Fast forward to sophomore year, and some things changed; I had seven roommates as opposed to one and a kitchenette instead of a microfridge (read: we had extra cabinets). My passion for groceries remained a constant, even evolving a bit more. My designated shelf in the “kitchen” was always chock-full and apparently (as friends liked to point out) with items atypical of most college students. I am consistently generous when it comes to sharing food––the problem is that my offers often go unaccepted. My suitemate mocked me when I attempted in vain to have her sample my favorite nut butter (a blend of cashews and almonds with a touch of honey and blended Chia seeds). I once ripped open a bag of cauliflower straws and offered them to the room before seeking out a bowl. “Straws of what?” was the general response. 

Then came March, move-out, and quarantine.

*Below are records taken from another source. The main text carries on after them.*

/// Resolve a load plan from an inventory.
///
/// Fails only when no mandatory module is installed at all; everything else
/// degrades gracefully into `skipped` entries and diagnostics.
pub fn resolve(
    inventory: &[InstalledModule],
    pinned: Option<&ModuleVersion>,
) -> Result<ModuleLoadPlan> {
    let mut plan = ModuleLoadPlan::default();

    // Group installed versions by name, newest first
    let mut grouped: HashMap<&str, Vec<&InstalledModule>> = HashMap::new();
    for module in inventory {
        grouped.entry(module.name.as_str()).or_default().push(module);
    }
    for versions in grouped.values_mut() {
        versions.sort_by(|a, b| b.version.cmp(&a.version));
    }

    // Latest candidate per required module
    let mut selected: HashMap<&str, &InstalledModule> = HashMap::new();
    for required in REQUIRED_MODULES {
        let Some(candidates) = grouped.get(required.name) else {
            plan.skipped.push(SkippedModule {
                name: required.name.to_string(),
                reason: "not installed".to_string(),
            });
            continue;
        };

        let choice = match pinned {
            Some(pinned) => match candidates.iter().find(|c| &c.version == pinned).copied() {
                Some(exact) => exact,
                None => {
                    plan.diagnostics.push(format!(
                        "{}: pinned version {} not installed, using {}",
                        required.name, pinned, candidates[0].version
                    ));
                    candidates[0]
                }
            },
            None => candidates[0],
        };

        selected.insert(required.name, choice);
    }

    if !REQUIRED_MODULES
        .iter()
        .any(|r| r.mandatory && selected.contains_key(r.name))
    {
        return Err(EngineError::ModuleResolution(
            "no mandatory vendor module is installed".to_string(),
        ));
    }

    // Anchor/dependent branch reconciliation: compatibility outranks recency
    let branch_mismatch = match (selected.get(ANCHOR_MODULE), selected.get(DEPENDENT_MODULE)) {
        (Some(anchor), Some(dependent)) if !anchor.version.same_branch(&dependent.version) => {
            Some((anchor.version.clone(), dependent.version.clone()))
        }
        _ => None,
    };

    if let Some((anchor_version, latest_dependent)) = branch_mismatch {
        let fallback = grouped
            .get(DEPENDENT_MODULE)
            .and_then(|candidates| {
                candidates
                    .iter()
                    .find(|c| c.version.same_branch(&anchor_version))
            })
            .copied();

        match fallback {
            Some(compatible) => {
                plan.diagnostics.push(format!(
                    "{}: latest {} mismatches anchor branch {}.{}, selected {} instead",
                    DEPENDENT_MODULE,
                    latest_dependent,
                    anchor_version.major(),
                    anchor_version.minor(),
                    compatible.version
                ));
                selected.insert(DEPENDENT_MODULE, compatible);
            }
            None => {
                plan.diagnostics.push(format!(
                    "{}: no installed version matches anchor branch {}.{}, dropping it",
                    DEPENDENT_MODULE,
                    anchor_version.major(),
                    anchor_version.minor()
                ));
                plan.skipped.push(SkippedModule {
                    name: DEPENDENT_MODULE.to_string(),
                    reason: format!(
                        "no version compatible with {} {}",
                        ANCHOR_MODULE, anchor_version
                    ),
                });
                selected.remove(DEPENDENT_MODULE);
            }
        }
    }

    // Known-incompatible pairs: demote the second member of the pair
    for ((name_a, major_a, minor_a), (name_b, major_b, minor_b)) in KNOWN_INCOMPATIBLE {
        let hit = matches!(
            (selected.get(name_a), selected.get(name_b)),
            (Some(a), Some(b))
                if a.version.major() == *major_a && a.version.minor() == *minor_a
                    && b.version.major() == *major_b && b.version.minor() == *minor_b
        );

        if hit {
            let replacement = grouped
                .get(*name_b)
                .and_then(|candidates| {
                    candidates
                        .iter()
                        .find(|c| !(c.version.major() == *major_b && c.version.minor() == *minor_b))
                })
                .copied();

            match replacement {
                Some(other) => {
                    plan.diagnostics.push(format!(
                        "{}: {}.{} is known-incompatible with {} {}.{}, selected {} instead",
                        name_b, major_b, minor_b, name_a, major_a, minor_a, other.version
                    ));
                    selected.insert(*name_b, other);
                }
                None => {
                    plan.diagnostics.push(format!(
                        "{}: only installed version {}.{} is known-incompatible with {} {}.{}, dropping it",
                        name_b, major_b, minor_b, name_a, major_a, minor_a
                    ));
                    plan.skipped.push(SkippedModule {
                        name: name_b.to_string(),
                        reason: format!("known-incompatible with {}", name_a),
                    });
                    selected.remove(*name_b);
                }
            }
        }
    }

    // Emit in fixed Foundation → Core → Extension order; one entry per name
    for required in REQUIRED_MODULES {
        if let Some(module) = selected.get(required.name) {
            debug!(
                "Planned {} v{} from {:?}",
                module.name, module.version, module.path
            );
            plan.modules.push(ModuleDescriptor {
                name: module.name.clone(),
                version: module.version.clone(),
                path: module.path.clone(),
                mandatory: required.mandatory,
                loaded: false,
            });
        }
    }

    Ok(plan)
}

/// Marker the load script emits on stderr for each module that failed all
/// of its load strategies
const LOAD_FAILURE_MARKER: &str = "VIRTOPS_MODULE_FAILED";

/// Render the module-loading script for a plan.
///
/// Per module: import by name and exact version, then import by install
/// path, and (for mandatory modules only) load the component libraries
/// directly before one more import by name.
pub fn load_script(plan: &ModuleLoadPlan) -> Option<String> {
    if plan.is_empty() {
        return None;
    }

    let mut script = String::new();
    for module in &plan.modules {
        let path = module.path.display();
        script.push_str(&format!(
            "$__ok = $false\n\
             try {{\n\
             \x20   Import-Module -Name '{name}' -RequiredVersion '{version}' -ErrorAction Stop\n\
             \x20   $__ok = $true\n\
             }} catch {{\n\
             \x20   Write-Warning ('import of {name} v{version} by name failed: ' + $_.Exception.Message)\n\
             }}\n\
             if (-not $__ok) {{\n\
             \x20   try {{\n\
             \x20       Import-Module '{path}' -ErrorAction Stop\n\
             \x20       $__ok = $true\n\
             \x20   }} catch {{\n\
             \x20       Write-Warning ('import of {name} by path failed: ' + $_.Exception.Message)\n\
             \x20   }}\n\
             }}\n",
            name = module.name,
            version = module.version,
            path = path,
        ));

        if module.mandatory {
            script.push_str(&format!(
                "if (-not $__ok) {{\n\
                 \x20   Get-ChildItem -Path '{path}' -Filter '*.dll' -ErrorAction SilentlyContinue | ForEach-Object {{\n\
                 \x20       try {{ Add-Type -Path $_.FullName -ErrorAction Stop }} catch {{ }}\n\
                 \x20   }}\n\
                 \x20   try {{\n\
                 \x20       Import-Module -Name '{name}' -ErrorAction Stop\n\
                 \x20       $__ok = $true\n\
                 \x20   }} catch {{\n\
                 \x20       Write-Warning ('import of {name} after component load failed: ' + $_.Exception.Message)\n\
                 \x20   }}\n\
                 }}\n",
                name = module.name,
                path = path,
            ));
        }

        script.push_str(&format!(
            "if (-not $__ok) {{ [Console]::Error.WriteLine('{} {}') }}\n",
            LOAD_FAILURE_MARKER, module.name
        ));
    }

    Some(script)
}

/// Extract the names of modules whose load failed, from load-script stderr
pub fn parse_load_failures(stderr: &str) -> Vec<String> {
    stderr
        .lines()
        .filter_map(|line| {
            line.trim()
                .strip_prefix(LOAD_FAILURE_MARKER)
                .map(|rest| rest.trim().to_string())
        })
        .filter(|name| !name.is_empty())
        .collect()
}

Dorm and kitchenette disassembled, I found myself back in Jersey. I stayed at home for weeks, wallowing in what so many have cited as social symptoms of the pandemic: frustration, loneliness, shock. My mom was the self-elected volunteer who first braved the grocery stores. She came back exhausted and anxious with tales of aggressive shoppers and barren aisles. Eventually, something sparked inside me. Food was just as essential as it had been a month ago. My mom was still leaving the house to buy food for us all. Why not come along? I could help shoulder her burden––I should help shoulder her burden––Clorox wipes, masks, and all. 

Friday is our new grocery day. My mom and I reserve the start of the weekend for gathering provisions. I could be in the worst of moods, but if she announces even a quick run for milk and flowers, I shake myself out of a stupor and shuffle on flip-flops. If I’m honest, when I tag along, it’s never just milk. We take the time to peruse produce. A lap through the bakery section is always a necessity. Rarely do we trek to Whole Foods or Trader Joe’s, the seductive spots that I peruse in Boston, but for now, what we have in town is just fine. 

The world is a scary place. It’s always been that way, but 2020 has been a stern reminder of this fact of the universe. These days, sources of relaxation, happiness, and control feel few-and-far-between. Grocery stores have given me all three. Unanswerable questions about the future get left at the door, and inside, everything has its place. For an entire hour, I’m overwhelmed by the most trivial of concerns––which new recipe to prepare for, which coffee creamer to try next––and it feels amazing. 

Some aspect of my pandemic-induced anxiety right now is similar to the way I felt in the fall of 2018, stepping into the world alone for the very first time. I had no way of knowing what was to come, good or bad. Everything on the horizon was new, but there was little to do except face it head-on. Stocking my dorm room with store-ground peanut butter and Everything-But-The-Bagel Seasoning felt like a little act of self care, defiance in the face of the unknown. 

I also felt defiant last Friday, when I lugged a basil plant into my mom’s shopping cart and then spent a solid five minutes mulling over the available Ben & Jerry’s selection. I may not be able to freely navigate all of my favorite hometown spots, and I may not know where I’ll be living in the fall, but at least I can make homemade pesto on a whim and enjoy the comforts of Netflix-themed ice cream. Food remains essential, and consequently, so does grocery shopping. In summary––and to quote TikTok, another symptom of four months in quarantine––I think this is an obsession that doesn’t hurt anyone.


Disclaimer: This article was written prior to recent events suggesting that Whole Foods is unsupportive of the Black Lives Matter movement. Gusto firmly condemns those actions, and asserts that Black Lives Matter- yesterday, today, and always.